La venta de un teatro y la desaparición del circuito porno de Bogotá

El aviso clasificado que apareció en un periódico nacional hace unos días era claro y contundente: se vende un teatro “ideal para iglesia, discoteca, bodega, casino, sala de fiestas, auditorio universitario o centro comercial”.


Ubicado “en todo el corazón de Chapinero”, en la carrera 13 con calle 61, el famoso teatro, del que no aparece su nombre en el aviso, puede ser –haciendo uso de mi imaginación y memoria—¿el famoso Aladino?, especializado en los años ochenta y parte de los noventa en la proyección de películas porno, aunque otros me dicen que el Aladino desapareció hace años…

La venta de un teatro por supuesto que remueve la nostalgia y llama un poco a la tristeza. A finales de los ochenta, cuando llegué a Bogotá, era casi obligatorio un ejercicio divertido que se podía hacer desde la ventana del bus.
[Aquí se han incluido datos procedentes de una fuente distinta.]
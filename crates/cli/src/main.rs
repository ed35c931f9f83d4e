//! `yb` - build what the manifest says, the same way everywhere.

mod cmd;
mod output;

use std::path::PathBuf;
use std::process::ExitCode;

use clap::{Parser, Subcommand};
use tokio_util::sync::CancellationToken;
use tracing::debug;
use tracing_subscriber::EnvFilter;

#[derive(Parser)]
#[command(name = "yb")]
#[command(author, version, about = "Hermetic, reproducible build orchestrator", long_about = None)]
struct Cli {
  /// Enable verbose output
  #[arg(short, long, global = true)]
  verbose: bool,

  /// Package directory (defaults to the current directory)
  #[arg(long, global = true)]
  dir: Option<PathBuf>,

  #[command(subcommand)]
  command: Commands,
}

#[derive(Subcommand)]
enum Commands {
  /// Build one or more targets from the manifest
  Build {
    /// Targets to build (default: `default`)
    targets: Vec<String>,

    /// Leave service containers running for the next build
    #[arg(long)]
    reuse_containers: bool,

    /// Run on the host even when the target declares a container
    #[arg(long)]
    no_container: bool,

    /// Which `environment:` block to use
    #[arg(long, default_value = "default")]
    env: String,
  },

  /// Run an ad-hoc command inside a target's build environment
  Run {
    /// Target whose environment to use
    #[arg(long, default_value = "default")]
    target: String,

    /// Command and arguments
    #[arg(trailing_var_arg = true, required = true)]
    command: Vec<String>,
  },

  /// Run the manifest's exec phase
  Exec {
    #[arg(long)]
    reuse_containers: bool,
  },

  /// Remove cached build HOME directories for this package
  Clean {
    /// Targets to clean (default: everything for this package)
    targets: Vec<String>,
  },
}

#[tokio::main]
async fn main() -> ExitCode {
  let cli = Cli::parse();

  let default_level = if cli.verbose { "debug" } else { "warn" };
  tracing_subscriber::fmt()
    .with_env_filter(EnvFilter::try_from_default_env().unwrap_or_else(|_| EnvFilter::new(default_level)))
    .without_time()
    .init();

  let package_dir = match &cli.dir {
    Some(dir) => dir.clone(),
    None => match std::env::current_dir() {
      Ok(dir) => dir,
      Err(err) => {
        output::print_error(&format!("cannot determine working directory: {err}"));
        return ExitCode::from(2);
      }
    },
  };

  // Ctrl-C cancels the build; teardown still runs before exit.
  let cancel = CancellationToken::new();
  {
    let cancel = cancel.clone();
    tokio::spawn(async move {
      if tokio::signal::ctrl_c().await.is_ok() {
        debug!("interrupt received, cancelling build");
        cancel.cancel();
      }
    });
  }

  let code = match cli.command {
    Commands::Build {
      targets,
      reuse_containers,
      no_container,
      env,
    } => cmd::cmd_build(&cancel, &package_dir, &targets, reuse_containers, no_container, &env).await,
    Commands::Run { target, command } => cmd::cmd_run(&cancel, &package_dir, &target, &command).await,
    Commands::Exec { reuse_containers } => cmd::cmd_exec(&cancel, &package_dir, reuse_containers).await,
    Commands::Clean { targets } => cmd::cmd_clean(&package_dir, &targets),
  };

  ExitCode::from(code)
}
Uno subía por la calle 72, pasaba la Caracas, y de una se encontraba con el teatro Scala–si la memoria no me falla—, que proyectaba películas del momento. Allí vi, por ejemplo, “Bye, bye, baby”,un desastre de película protagonizada por Brigitte Nielsen, una danesa de efímera figuración pero que era famosa por esos días por ser la novia de Rambo.

Luego, el bus avanzaba por la 72, tomaba la carrera 11, después la carrera 13 y ahí podía ver los gigantescos avisos que anunciaban las películas que se proyectaban en el pasaje Libertador.

Allí recuerdo el aviso gigante de vinilo que anunciaba la película “Días de radio”, de Woody Allen, quizás una de las más bellas que hubiera visto para aquella época, y también el de “El imperio del sol”. Los enormes dibujos de las caras de los protagonistas eran bastante malos, por cierto.

Más allá, el bus se detenía frente al Aladino y uno veía los avisos más discretos de lo último en porno, con fotos de mujeres rubias de tetas grandes que invitaban a noches de placer y de dolor, o al revés. Y, a mano izquierda, sobre la 13 con 58 había otro teatro, pero ese nombre sí se me escapa.

En la 46 con 13, también a mano izquierda, había otro teatro, el Trevi, que en su ocaso se dedicó a ciclos de cine erótico, en donde recuerdo haber visto una vaina malísima llamada “Los pecados de la monja de Monza”, por allá en 1987, que ni era porno ni era película, sino un bodrio.

Y ese circuito terminaba en la carrera 13 con calle 41 esquina, donde funcionaba el Radio City, y en el que pude ver, absolutamente maravillado, la película “The Wall”, de Pink Floyd, en un ciclo especial que rendía homenaje a la banda británica.

Aquella era una época en donde estaban de moda las lonas gigantescas que anunciaban las películas del momento. Como Bogotá no tenía ni tiene nada que se le parezca a Times Square, aquel circuito por la carrera 13 era lo que más se le parecía, porque al lado de los grandes avisos estaban los vendedores ambulantes, como los de la 57, que vendían acuarios y pescaditos, en una especie de bazar, apretujado, peligroso y atractivo.

La carrera 13 era peligrosísima, como lo era la Caracas, porque los atracadores estaban escondidos, asaltaban y se fugaban por las calles adyacentes. Había de todo, como lo hay hoy, pero la cantidad de teatros hacía que el recorrido a pie fuera llamativo e inquietante a la vez, hasta que uno terminaba metido en la San Marcos, tomando café con pan de coco.

De modo que este aviso que apareció la semana pasada en el periódico sepulta del todo aquella época. Sobre todo por los menesteres para los que se ofrece el teatro: para iglesia, bueno, no hay nada que se parezca más a una iglesia que un teatro, por la emoción y la puesta en escena. Para discoteca: bueno, también, una iglesia, una discoteca y teatro se han vuelto muy parecidos por “la experiencia artística” que se suele vivir en esos recintos.

Como bodega o como casino, no sé. Creo que es una degradación y como centro comercial una sepultura. La venta de un teatro, o la muerte de un teatro, que es lo mismo, es la muerte de un pedazo de nuestra historia. El entierro de nuestra adolescencia, el adiós de un tiempo feliz: yo estuve ahí.